韓国の記憶 #11
KOUDA YUJI

20001217

11.) 最近はやっている盗難は

最近ソウル市内の高校で盗難事件が相次いでいる。盗まれるのは金銭かと思いきや、ほとんどが教科書だという。高校生なら誰もが持っている教科書、その盗難には大学受験が深くかかわっている。

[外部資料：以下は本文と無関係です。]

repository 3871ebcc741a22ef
use chrono::{Duration, NaiveDate, Weekday};
use pretty_assertions::assert_eq;
use uuid::Uuid;

use salonbook_api::middleware::error_handling::AppError;
use salonbook_core::{
    errors::BookingError,
    models::reservation::AvailableSlotsResponse,
    scheduling::{self, TimeInterval},
};

use crate::test_utils::{
    hm, sample_reservation, sample_salon, sample_service, sample_staff, weekday_hours, TestContext,
};

// 2026-09-07 is a Monday
fn monday() -> NaiveDate {
    NaiveDate::from_ymd_opt(2026, 9, 7).unwrap()
}

// Mirrors the slots handler flow against the mocked repositories: resolve
// salon, staff (explicit or first active) and service, snapshot the day's
// reservations, run the engine.
async fn slots_wrapper(
    ctx: &TestContext,
    salon_id: Uuid,
    date: NaiveDate,
    service_id: Uuid,
    staff_id: Option<Uuid>,
) -> Result<AvailableSlotsResponse, AppError> {
    ctx.salon_repo
        .get_salon_by_id(salon_id)
        .await?
        .ok_or_else(|| BookingError::NotFound("Salon not found".to_string()))?;

    let staff = match staff_id {
        Some(id) => ctx.staff_repo.get_staff_by_id(id).await?,
        None => ctx.staff_repo.get_first_active_staff(salon_id).await?,
    };
    let staff = match staff {
        Some(staff) if staff.salon_id == salon_id => staff,
        _ => return Err(AppError(BookingError::NotFound("Staff not found".to_string()))),
    };

    let service = match ctx.service_repo.get_service_by_id(service_id).await? {
        Some(service) if service.salon_id == salon_id => service,
        _ => {
            return Err(AppError(BookingError::NotFound(
                "Service not found".to_string(),
            )))
        }
    };

    let reservations = ctx
        .reservation_repo
        .get_reservations_for_staff_day(staff.id, date)
        .await?;
    let occupied = reservations
        .iter()
        .map(|r| TimeInterval::new(r.start_time, r.end_time))
        .collect::<Result<Vec<_>, _>>()?;

    let slots = scheduling::available_slots(
        &staff.working_hours.0,
        date,
        Duration::minutes(service.duration_minutes as i64),
        Duration::minutes(30),
        &occupied,
    );

    Ok(AvailableSlotsResponse {
        slots: slots
            .into_iter()
            .map(|t| t.format("%H:%M").to_string())
            .collect(),
    })
}

#[tokio::test]
async fn test_slots_unknown_salon_is_not_found() {
    let mut ctx = TestContext::new();
    ctx.salon_repo
        .expect_get_salon_by_id()
        .returning(|_| Ok(None));

    let result = slots_wrapper(&ctx, Uuid::new_v4(), monday(), Uuid::new_v4(), None).await;

    match result.unwrap_err().0 {
        BookingError::NotFound(_) => {}
        e => panic!("Expected NotFound error, got: {:?}", e),
    }
}

#[tokio::test]
async fn test_slots_staff_from_another_salon_is_not_found() {
    let mut ctx = TestContext::new();
    let salon_id = Uuid::new_v4();
    let foreign_staff = sample_staff(Uuid::new_v4(), weekday_hours(&[Weekday::Mon]));
    let foreign_staff_id = foreign_staff.id;

    ctx.salon_repo
        .expect_get_salon_by_id()
        .returning(move |id| Ok(Some(sample_salon(id))));
    ctx.staff_repo
        .expect_get_staff_by_id()
        .returning(move |_| Ok(Some(foreign_staff.clone())));

    let result = slots_wrapper(
        &ctx,
        salon_id,
        monday(),
        Uuid::new_v4(),
        Some(foreign_staff_id),
    )
    .await;

    match result.unwrap_err().0 {
        BookingError::NotFound(msg) => assert_eq!(msg, "Staff not found"),
        e => panic!("Expected NotFound error, got: {:?}", e),
    }
}

#[tokio::test]
async fn test_slots_unknown_service_is_not_found() {
    let mut ctx = TestContext::new();
    let salon_id = Uuid::new_v4();
    let staff = sample_staff(salon_id, weekday_hours(&[Weekday::Mon]));

    ctx.salon_repo
        .expect_get_salon_by_id()
        .returning(move |id| Ok(Some(sample_salon(id))));
    ctx.staff_repo
        .expect_get_first_active_staff()
        .returning(move |_| Ok(Some(staff.clone())));
    ctx.service_repo
        .expect_get_service_by_id()
        .returning(|_| Ok(None));

    let result = slots_wrapper(&ctx, salon_id, monday(), Uuid::new_v4(), None).await;

    match result.unwrap_err().0 {
        BookingError::NotFound(msg) => assert_eq!(msg, "Service not found"),
        e => panic!("Expected NotFound error, got: {:?}", e),
    }
}

#[tokio::test]
async fn test_slots_day_off_is_empty_list_not_error() {
    let mut ctx = TestContext::new();
    let salon_id = Uuid::new_v4();
    // Works Tuesdays only; the query asks about a Monday
    let staff = sample_staff(salon_id, weekday_hours(&[Weekday::Tue]));
    let service = sample_service(salon_id, 60);
    let service_id = service.id;

    ctx.salon_repo
        .expect_get_salon_by_id()
        .returning(move |id| Ok(Some(sample_salon(id))));
    ctx.staff_repo
        .expect_get_first_active_staff()
        .returning(move |_| Ok(Some(staff.clone())));
    ctx.service_repo
        .expect_get_service_by_id()
        .returning(move |_| Ok(Some(service.clone())));
    ctx.reservation_repo
        .expect_get_reservations_for_staff_day()
        .returning(|_, _| Ok(vec![]));

    let response = slots_wrapper(&ctx, salon_id, monday(), service_id, None)
        .await
        .unwrap();

    assert!(response.slots.is_empty());
}

#[tokio::test]
async fn test_slots_free_day_full_grid() {
    let mut ctx = TestContext::new();
    let salon_id = Uuid::new_v4();
    let staff = sample_staff(salon_id, weekday_hours(&[Weekday::Mon]));
    let service = sample_service(salon_id, 60);
    let service_id = service.id;

    ctx.salon_repo
        .expect_get_salon_by_id()
        .returning(move |id| Ok(Some(sample_salon(id))));
    ctx.staff_repo
        .expect_get_first_active_staff()
        .returning(move |_| Ok(Some(staff.clone())));
    ctx.service_repo
        .expect_get_service_by_id()
        .returning(move |_| Ok(Some(service.clone())));
    ctx.reservation_repo
        .expect_get_reservations_for_staff_day()
        .returning(|_, _| Ok(vec![]));

    let response = slots_wrapper(&ctx, salon_id, monday(), service_id, None)
        .await
        .unwrap();

    // 09:00 through 16:00 inclusive at 30-minute steps for a 60-minute
    // service inside 09:00-17:00
    assert_eq!(response.slots.len(), 15);
    assert_eq!(response.slots.first().unwrap(), "09:00");
    assert_eq!(response.slots.last().unwrap(), "16:00");
    let mut sorted = response.slots.clone();
    sorted.sort();
    assert_eq!(response.slots, sorted);
}

#[tokio::test]
async fn test_slots_exclude_occupied_intervals() {
    let mut ctx = TestContext::new();
    let salon_id = Uuid::new_v4();
    let staff = sample_staff(salon_id, weekday_hours(&[Weekday::Mon]));
    let staff_id = staff.id;
    let service = sample_service(salon_id, 60);
    let service_id = service.id;

    // Existing booking 10:00-11:00
    let busy_start = monday().and_time(hm(10, 0)).and_utc();
    let busy_end = monday().and_time(hm(11, 0)).and_utc();

    ctx.salon_repo
        .expect_get_salon_by_id()
        .returning(move |id| Ok(Some(sample_salon(id))));
    ctx.staff_repo
        .expect_get_first_active_staff()
        .returning(move |_| Ok(Some(staff.clone())));
    ctx.service_repo
        .expect_get_service_by_id()
        .returning(move |_| Ok(Some(service.clone())));
    ctx.reservation_repo
        .expect_get_reservations_for_staff_day()
        .returning(move |_, _| {
            Ok(vec![sample_reservation(
                staff_id, busy_start, busy_end, "confirmed",
            )])
        });

    let response = slots_wrapper(&ctx, salon_id, monday(), service_id, None)
        .await
        .unwrap();

    // A 60-minute service cannot start at 09:30, 10:00 or 10:30, but
    // back-to-back starts at 09:00 and 11:00 remain open
    assert!(!response.slots.contains(&"09:30".to_string()));
    assert!(!response.slots.contains(&"10:00".to_string()));
    assert!(!response.slots.contains(&"10:30".to_string()));
    assert!(response.slots.contains(&"09:00".to_string()));
    assert!(response.slots.contains(&"11:00".to_string()));
}
use thiserror::Error;

#[derive(Error, Debug)]
pub enum BookingError {
    #[error("Resource not found: {0}")]
    NotFound(String),

    #[error("Invalid request: {0}")]
    InvalidRequest(String),

    #[error("Outside working hours: {0}")]
    OutOfHours(String),

    #[error("Slot unavailable: {0}")]
    SlotUnavailable(String),

    #[error("Authentication error: {0}")]
    Authentication(String),

    #[error("Authorization error: {0}")]
    Authorization(String),

    #[error("Service unavailable: {0}")]
    Unavailable(String),

    #[error("Database error: {0}")]
    Database(#[from] eyre::Report),

    #[error("Internal server error: {0}")]
    Internal(#[from] Box<dyn std::error::Error + Send + Sync>),
}

impl BookingError {
    /// Transient failures the caller may retry; everything else is final.
    pub fn is_retryable(&self) -> bool {
        matches!(self, BookingError::Unavailable(_))
    }
}

pub type BookingResult<T> = Result<T, BookingError>;
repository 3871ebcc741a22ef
pub mod auth;
pub mod error_handling;
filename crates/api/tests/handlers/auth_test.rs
use pretty_assertions::assert_eq;

use salonbook_api::middleware::{auth, error_handling::AppError};
use salonbook_core::{
    errors::BookingError,
    models::user::{AuthResponse, User},
};

use crate::test_utils::{sample_user, test_config, TestContext};

// Mirrors the login flow against the mocked user repository: look the user
// up by email, verify the password, issue a token.
async fn login_wrapper(
    ctx: &TestContext,
    email: &'static str,
    password: &str,
) -> Result<AuthResponse, AppError> {
    let config = test_config();

    let db_user = ctx
        .user_repo
        .get_user_by_email(email)
        .await?
        .ok_or_else(|| BookingError::Authentication("Invalid credentials".to_string()))?;

    let is_valid =
        auth::verify_password(password, &db_user.password_hash).map_err(BookingError::Database)?;
    if !is_valid {
        return Err(AppError(BookingError::Authentication(
            "Invalid credentials".to_string(),
        )));
    }

    let token = auth::create_token(
        db_user.id,
        &db_user.role,
        &config.jwt_secret,
        config.token_ttl_hours,
    )
    .map_err(BookingError::Database)?;

    Ok(AuthResponse {
        token,
        user: User::from(db_user),
    })
}

#[tokio::test]
async fn test_login_unknown_email_is_authentication_error() {
    let mut ctx = TestContext::new();
    ctx.user_repo
        .expect_get_user_by_email()
        .returning(|_| Ok(None));

    let result = login_wrapper(&ctx, "nobody@example.test", "whatever").await;

    match result.unwrap_err().0 {
        BookingError::Authentication(_) => {}
        e => panic!("Expected Authentication error, got: {:?}", e),
    }
}

#[tokio::test]
async fn test_login_wrong_password_is_authentication_error() {
    let mut ctx = TestContext::new();
    let hash = auth::hash_password("correct-horse").unwrap();
    ctx.user_repo
        .expect_get_user_by_email()
        .returning(move |email| Ok(Some(sample_user(email, &hash))));

    let result = login_wrapper(&ctx, "jordan@example.test", "battery-staple").await;

    match result.unwrap_err().0 {
        BookingError::Authentication(_) => {}
        e => panic!("Expected Authentication error, got: {:?}", e),
    }
}

#[tokio::test]
async fn test_login_success_issues_verifiable_token() {
    let mut ctx = TestContext::new();
    let hash = auth::hash_password("correct-horse").unwrap();
    ctx.user_repo
        .expect_get_user_by_email()
        .returning(move |email| Ok(Some(sample_user(email, &hash))));

    let response = login_wrapper(&ctx, "jordan@example.test", "correct-horse")
        .await
        .unwrap();

    // The issued token decodes back to the same user
    let config = test_config();
    let claims = auth::verify_token(&response.token, &config.jwt_secret).unwrap();
    assert_eq!(claims.sub, response.user.id);
    assert_eq!(claims.role, "customer");
    assert_eq!(response.user.email, "jordan@example.test");
}

// Mirrors the registration flow: validate the password, hash it, store the
// user, issue a token.
async fn register_wrapper(
    ctx: &TestContext,
    email: &'static str,
    password: &str,
) -> Result<AuthResponse, AppError> {
    let config = test_config();

    if password.len() < 6 {
        return Err(AppError(BookingError::InvalidRequest(
            "Password must be at least 6 characters".to_string(),
        )));
    }

    let password_hash = auth::hash_password(password).map_err(BookingError::Database)?;
    let leaked: &'static str = Box::leak(password_hash.into_boxed_str());

    let db_user = ctx
        .user_repo
        .create_user(email, leaked, "Jordan", "555-0101")
        .await
        .map_err(BookingError::Database)?;

    let token = auth::create_token(
        db_user.id,
        &db_user.role,
        &config.jwt_secret,
        config.token_ttl_hours,
    )
    .map_err(BookingError::Database)?;

    Ok(AuthResponse {
        token,
        user: User::from(db_user),
    })
}

#[tokio::test]
async fn test_register_rejects_short_password() {
    let ctx = TestContext::new();

    let result = register_wrapper(&ctx, "jordan@example.test", "abc").await;

    match result.unwrap_err().0 {
        BookingError::InvalidRequest(msg) => {
            assert!(msg.contains("at least 6 characters"));
        }
        e => panic!("Expected InvalidRequest error, got: {:?}", e),
    }
}

#[tokio::test]
async fn test_register_stores_hash_not_password() {
    let mut ctx = TestContext::new();
    ctx.user_repo
        .expect_create_user()
        .withf(|_, password_hash, _, _| {
            password_hash.starts_with("$argon2") && !password_hash.contains("hunter22")
        })
        .returning(|email, password_hash, _, _| Ok(sample_user(email, password_hash)));

    let response = register_wrapper(&ctx, "jordan@example.test", "hunter22")
        .await
        .unwrap();

    // The original password still verifies against what was stored, and the
    // issued token identifies the new user
    let config = test_config();
    let claims = auth::verify_token(&response.token, &config.jwt_secret).unwrap();
    assert_eq!(claims.sub, response.user.id);
}
use chrono::{Datelike, Duration, Local, NaiveDate};
use regex::Regex;
use serde::Serialize;
use unicode_normalization::UnicodeNormalization;

use crate::types::{Board, ColumnType, Priority, Task};

#[derive(Debug, Clone, Copy, Default)]
pub struct SearchOptions {
    pub case_sensitive: bool,
    pub use_regex: bool,
}

#[derive(Debug, Clone, Copy, PartialEq, Eq)]
pub enum DueFilter {
    Any,
    None,
    Overdue,
    Today,
    Week,
    Future,
}

/// One task as seen by the search engine, with the context it lives in.
pub struct SearchDocument<'a> {
    pub board_title: &'a str,
    pub column_title: &'a str,
    pub column_type: ColumnType,
    pub task: &'a Task,
}

impl SearchDocument<'_> {
    /// Past due and not sitting in a done column.
    pub fn is_overdue(&self, today: NaiveDate) -> bool {
        self.column_type != ColumnType::Done && self.task.is_past_due(today)
    }
}

#[derive(Debug)]
enum SearchTerm {
    Text(String),
    Board(String),
    Column(String),
    ColumnType(ColumnType),
    Priority(Priority),
    Assignee(String),
    Unassigned,
    Creator(String),
    Due(DueFilter),
    DueDate(NaiveDate),
    Regex(Regex),
}

#[derive(Debug)]
struct ParsedTerm {
    negate: bool,
    term: SearchTerm,
}

pub struct SearchEngine {
    terms: Vec<ParsedTerm>,
    regex_mode: Option<Regex>,
    regex_invalid: bool,
    case_sensitive: bool,
    today: NaiveDate,
    week_start: NaiveDate,
    week_end: NaiveDate,
}

impl SearchEngine {
    pub fn compile(raw_query: &str, options: SearchOptions) -> Self {
        Self::compile_at(raw_query, options, Local::now().date_naive())
    }

    /// Compile with an explicit notion of "today" for relative due filters.
    pub fn compile_at(raw_query: &str, options: SearchOptions, today: NaiveDate) -> Self {
        let query = raw_query.trim();
        let week_start = today - Duration::days(today.weekday().num_days_from_monday() as i64);
        let week_end = week_start + Duration::days(6);
        let mut engine = Self {
            terms: Vec::new(),
            regex_mode: None,
            regex_invalid: false,
            case_sensitive: options.case_sensitive,
            today,
            week_start,
            week_end,
        };

        if query.is_empty() {
            return engine;
        }

        if options.use_regex {
            match Regex::new(query) {
                Ok(regex) => engine.regex_mode = Some(regex),
                Err(_) => engine.regex_invalid = true,
            }
            return engine;
        }

        engine.terms = split_query_tokens(query)
            .into_iter()
            .filter_map(|token| parse_token(token, options.case_sensitive))
            .collect();
        engine
    }

    pub fn is_empty(&self) -> bool {
        self.terms.is_empty() && self.regex_mode.is_none() && !self.regex_invalid
    }

    pub fn matches(&self, doc: &SearchDocument<'_>) -> bool {
        if self.regex_invalid {
            return false;
        }

        if let Some(regex) = &self.regex_mode {
            return regex.is_match(&doc.task.title) || regex.is_match(&doc.task.description);
        }

        for parsed in &self.terms {
            let matched = self.matches_term(&parsed.term, doc);
            if parsed.negate {
                if matched {
                    return false;
                }
            } else if !matched {
                return false;
            }
        }
        true
    }

    fn matches_term(&self, term: &SearchTerm, doc: &SearchDocument<'_>) -> bool {
        let task = doc.task;
        match term {
            SearchTerm::Text(value) => {
                contains_text(&task.title, value, self.case_sensitive)
                    || contains_text(&task.description, value, self.case_sensitive)
            }
            SearchTerm::Board(value) => contains_text(doc.board_title, value, self.case_sensitive),
            SearchTerm::Column(value) => {
                contains_text(doc.column_title, value, self.case_sensitive)
            }
            SearchTerm::ColumnType(column_type) => doc.column_type == *column_type,
            SearchTerm::Priority(priority) => task.priority == *priority,
            SearchTerm::Assignee(value) => {
                task.is_assigned() && contains_text(&task.assigned_to, value, self.case_sensitive)
            }
            SearchTerm::Unassigned => !task.is_assigned(),
            SearchTerm::Creator(value) => {
                contains_text(&task.created_by, value, self.case_sensitive)
            }
            SearchTerm::Due(mode) => self.matches_due(*mode, doc),
            SearchTerm::DueDate(target) => task.due_date == Some(*target),
            SearchTerm::Regex(regex) => {
                regex.is_match(&task.title) || regex.is_match(&task.description)
            }
        }
    }

    fn matches_due(&self, mode: DueFilter, doc: &SearchDocument<'_>) -> bool {
        let due = doc.task.due_date;
        match mode {
            DueFilter::Any => due.is_some(),
            DueFilter::None => due.is_none(),
            DueFilter::Overdue => doc.is_overdue(self.today),
            DueFilter::Today => due == Some(self.today),
            DueFilter::Week => due
                .map(|d| d >= self.week_start && d <= self.week_end)
                .unwrap_or(false),
            DueFilter::Future => due.map(|d| d > self.today).unwrap_or(false),
        }
    }
}

/// A matching task with its location.
#[derive(Debug, Clone, Serialize)]
#[serde(rename_all = "camelCase")]
pub struct SearchHit {
    pub board_id: String,
    pub board_title: String,
    pub column_id: String,
    pub column_title: String,
    pub task: Task,
}

/// Run `query` over every task of `boards`, in board/column/task order.
/// An empty query matches nothing.
pub fn search_tasks(boards: &[Board], query: &str, options: SearchOptions) -> Vec<SearchHit> {
    let engine = SearchEngine::compile(query, options);
    search_with(&engine, boards)
}

pub fn search_with(engine: &SearchEngine, boards: &[Board]) -> Vec<SearchHit> {
    if engine.is_empty() {
        return Vec::new();
    }

    let mut results = Vec::new();
    for board in boards {
        for column in &board.columns {
            for task in &column.tasks {
                let doc = SearchDocument {
                    board_title: &board.title,
                    column_title: &column.title,
                    column_type: column.column_type,
                    task,
                };
                if engine.matches(&doc) {
                    results.push(SearchHit {
                        board_id: board.id.clone(),
                        board_title: board.title.clone(),
                        column_id: column.id.clone(),
                        column_title: column.title.clone(),
                        task: task.clone(),
                    });
                }
            }
        }
    }
    results
}

/// Split on whitespace, honouring double quotes. A backslash escapes a quote,
/// a backslash or whitespace; before anything else it is kept. Tokens that
/// open with `/` (or `-/`) are regex terms and are copied verbatim up to the
/// next whitespace.
fn split_query_tokens(input: &str) -> Vec<String> {
    let mut tokens = Vec::new();
    let mut current = String::new();
    let mut in_quotes = false;
    let mut in_regex = false;
    let mut chars = input.chars().peekable();

    while let Some(ch) = chars.next() {
        if ch.is_whitespace() && !in_quotes {
            if !current.is_empty() {
                tokens.push(std::mem::take(&mut current));
            }
            in_regex = false;
            continue;
        }
        if in_regex {
            current.push(ch);
            continue;
        }
        if ch == '/' && !in_quotes && (current.is_empty() || current == "-") {
            in_regex = true;
            current.push(ch);
            continue;
        }
        if ch == '\\' {
            match chars.peek() {
                Some(&next) if next == '"' || next == '\\' || next.is_whitespace() => {
                    current.push(next);
                    chars.next();
                }
                _ => current.push(ch),
            }
            continue;
        }
        if ch == '"' {
            in_quotes = !in_quotes;
            if !in_quotes && !current.is_empty() {
                tokens.push(std::mem::take(&mut current));
            }
            continue;
        }
        current.push(ch);
    }

    if !current.is_empty() {
        tokens.push(current);
    }
    tokens
}

fn parse_token(raw_token: String, case_sensitive: bool) -> Option<ParsedTerm> {
    let token = raw_token.trim();
    if token.is_empty() {
        return None;
    }

    let (negate, token) = match token.strip_prefix('-') {
        Some(rest) if !rest.is_empty() => (true, rest),
        _ => (false, token),
    };

    if let Some(name) = token.strip_prefix('@') {
        if !name.is_empty() {
            return Some(ParsedTerm {
                negate,
                term: SearchTerm::Assignee(normalize_case(name, case_sensitive)),
            });
        }
    }

    if token.starts_with('/') && token.ends_with('/') && token.len() > 2 {
        if let Ok(regex) = Regex::new(&token[1..token.len() - 1]) {
            return Some(ParsedTerm {
                negate,
                term: SearchTerm::Regex(regex),
            });
        }
    }

    if let Some((key_raw, value_raw)) = token.split_once(':') {
        let key = key_raw.to_ascii_lowercase();
        let value = value_raw.trim();
        if value.is_empty() {
            return None;
        }
        let term = match key.as_str() {
            "due" => parse_due_term(value),
            "board" => Some(SearchTerm::Board(normalize_case(value, case_sensitive))),
            "col" | "column" => Some(SearchTerm::Column(normalize_case(value, case_sensitive))),
            "type" => ColumnType::parse(value).map(SearchTerm::ColumnType),
            "p" | "prio" | "priority" => Priority::parse(value).map(SearchTerm::Priority),
            "assignee" | "assigned" | "to" => Some(match value.to_ascii_lowercase().as_str() {
                "none" | "nobody" => SearchTerm::Unassigned,
                _ => SearchTerm::Assignee(normalize_case(value, case_sensitive)),
            }),
            "by" | "creator" | "author" => {
                Some(SearchTerm::Creator(normalize_case(value, case_sensitive)))
            }
            _ => None,
        };
        if let Some(term) = term {
            return Some(ParsedTerm { negate, term });
        }
    }

    Some(ParsedTerm {
        negate,
        term: SearchTerm::Text(normalize_case(token, case_sensitive)),
    })
}

fn parse_due_term(value: &str) -> Option<SearchTerm> {
    match value.to_ascii_lowercase().as_str() {
        "any" => Some(SearchTerm::Due(DueFilter::Any)),
        "none" => Some(SearchTerm::Due(DueFilter::None)),
        "overdue" => Some(SearchTerm::Due(DueFilter::Overdue)),
        "today" => Some(SearchTerm::Due(DueFilter::Today)),
        "week" | "thisweek" => Some(SearchTerm::Due(DueFilter::Week)),
        "future" | "upcoming" => Some(SearchTerm::Due(DueFilter::Future)),
        _ => NaiveDate::parse_from_str(value, "%Y-%m-%d")
            .ok()
            .map(SearchTerm::DueDate),
    }
}

/// Unicode-aware normalization for search: lowercases, NFD-decomposes, and
/// strips combining marks (accents). This lets "resume" match "résumé".
fn normalize_for_search(value: &str) -> String {
    value
        .to_lowercase()
        .nfd()
        .filter(|c| !unicode_normalization::char::is_combining_mark(*c))
        .collect()
}

fn normalize_case(value: &str, case_sensitive: bool) -> String {
    if case_sensitive {
        value.to_string()
    } else {
        normalize_for_search(value)
    }
}

fn contains_text(haystack: &str, needle: &str, case_sensitive: bool) -> bool {
    if case_sensitive {
        haystack.contains(needle)
    } else {
        normalize_for_search(haystack).contains(&normalize_for_search(needle))
    }
}
/// In-process snapshot storage for tests and sessions that should not touch disk.

use std::collections::HashMap;
use std::sync::atomic::{AtomicBool, AtomicUsize, Ordering};
use std::sync::RwLock;

use super::{validate_key, SnapshotStorage, StorageError};

#[derive(Default)]
pub struct MemoryStorage {
    records: RwLock<HashMap<String, String>>,
    saves: AtomicUsize,
    fail_saves: AtomicBool,
}

impl MemoryStorage {
    pub fn new() -> Self {
        Self::default()
    }

    /// Storage pre-seeded with one record.
    pub fn with_record(key: &str, contents: &str) -> Self {
        let storage = Self::new();
        storage
            .records
            .write()
            .unwrap_or_else(|p| p.into_inner())
            .insert(key.to_string(), contents.to_string());
        storage
    }

    /// Number of successful saves so far.
    pub fn save_count(&self) -> usize {
        self.saves.load(Ordering::SeqCst)
    }

    /// Current raw record for `key`.
    pub fn record(&self, key: &str) -> Option<String> {
        self.records
            .read()
            .unwrap_or_else(|p| p.into_inner())
            .get(key)
            .cloned()
    }

    /// Make every subsequent save fail with an IO error (simulates a full disk).
    pub fn set_fail_saves(&self, fail: bool) {
        self.fail_saves.store(fail, Ordering::SeqCst);
    }
}

impl SnapshotStorage for MemoryStorage {
    fn load(&self, key: &str) -> Result<Option<String>, StorageError> {
        validate_key(key)?;
        Ok(self.record(key))
    }

    fn save(&self, key: &str, contents: &str) -> Result<(), StorageError> {
        validate_key(key)?;
        if self.fail_saves.load(Ordering::SeqCst) {
            return Err(StorageError::Io(std::io::Error::new(
                std::io::ErrorKind::Other,
                "simulated write failure",
            )));
        }
        self.records
            .write()
            .unwrap_or_else(|p| p.into_inner())
            .insert(key.to_string(), contents.to_string());
        self.saves.fetch_add(1, Ordering::SeqCst);
        Ok(())
    }
}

市内のある高校に通う2年生のAさんは先月、教室のロッカーにしまっておいた教科書を盗まれた。期末試験が近づいているこの時期、教科書を盗まれることは致命的なこと。しかもAさんは、ノートよりも教科書に直接要点をまとめるタイプなため、盗まれた衝撃はさらに大きかった。Aさんは、「大学入試が終わった後、高校2年生の一部が要点のまとまった3年生の先輩の教科書を盗んでいるという話を聞いたことがあるが、まさか2年生の教科書まで盗むなんて信じられない」と話している。

ソウル地検によると、ソウル市内の高校が申告した教科書盗難事件は最近だけで4件に上る。これをきっかけに実態調査に乗り出したところ、市内の高校の多くで教科書の盗難が発生していた事実が次々と発覚した。ロッカーや机の中にしまっていた教科書が盗まれていることを考慮すると、犯人は学校内部の人間である確立が高い。ソウル地検は、大学入試の内容が易しくなる傾向にあることも、教科書の盗難につながっていると分析する。入試の内容が簡単になると、誰もがいい点数をとる。そうなると高校での内申書の点数が合否を左右することになる。そこで、ライバルを1人でも減らそうと、期末試験の前などになると勉強のできる生徒の教科書が盗まれるというわけだ。

しかし盗難の事実が発覚しても、犯人を探しだし、教科書を取り返すのは容易ではない。ソウル地検も、市内の高校に注意を呼びかけるよう教育庁に働きかけることくらいしか、今のところ打つ手がない状態だ。となると各自が自分の教科書を守るしかない。狙われるのは金目のものだけというのは昔の話。今や教科書でさえも、カギをかけて管理しなければならない時代が来たのかもしれない。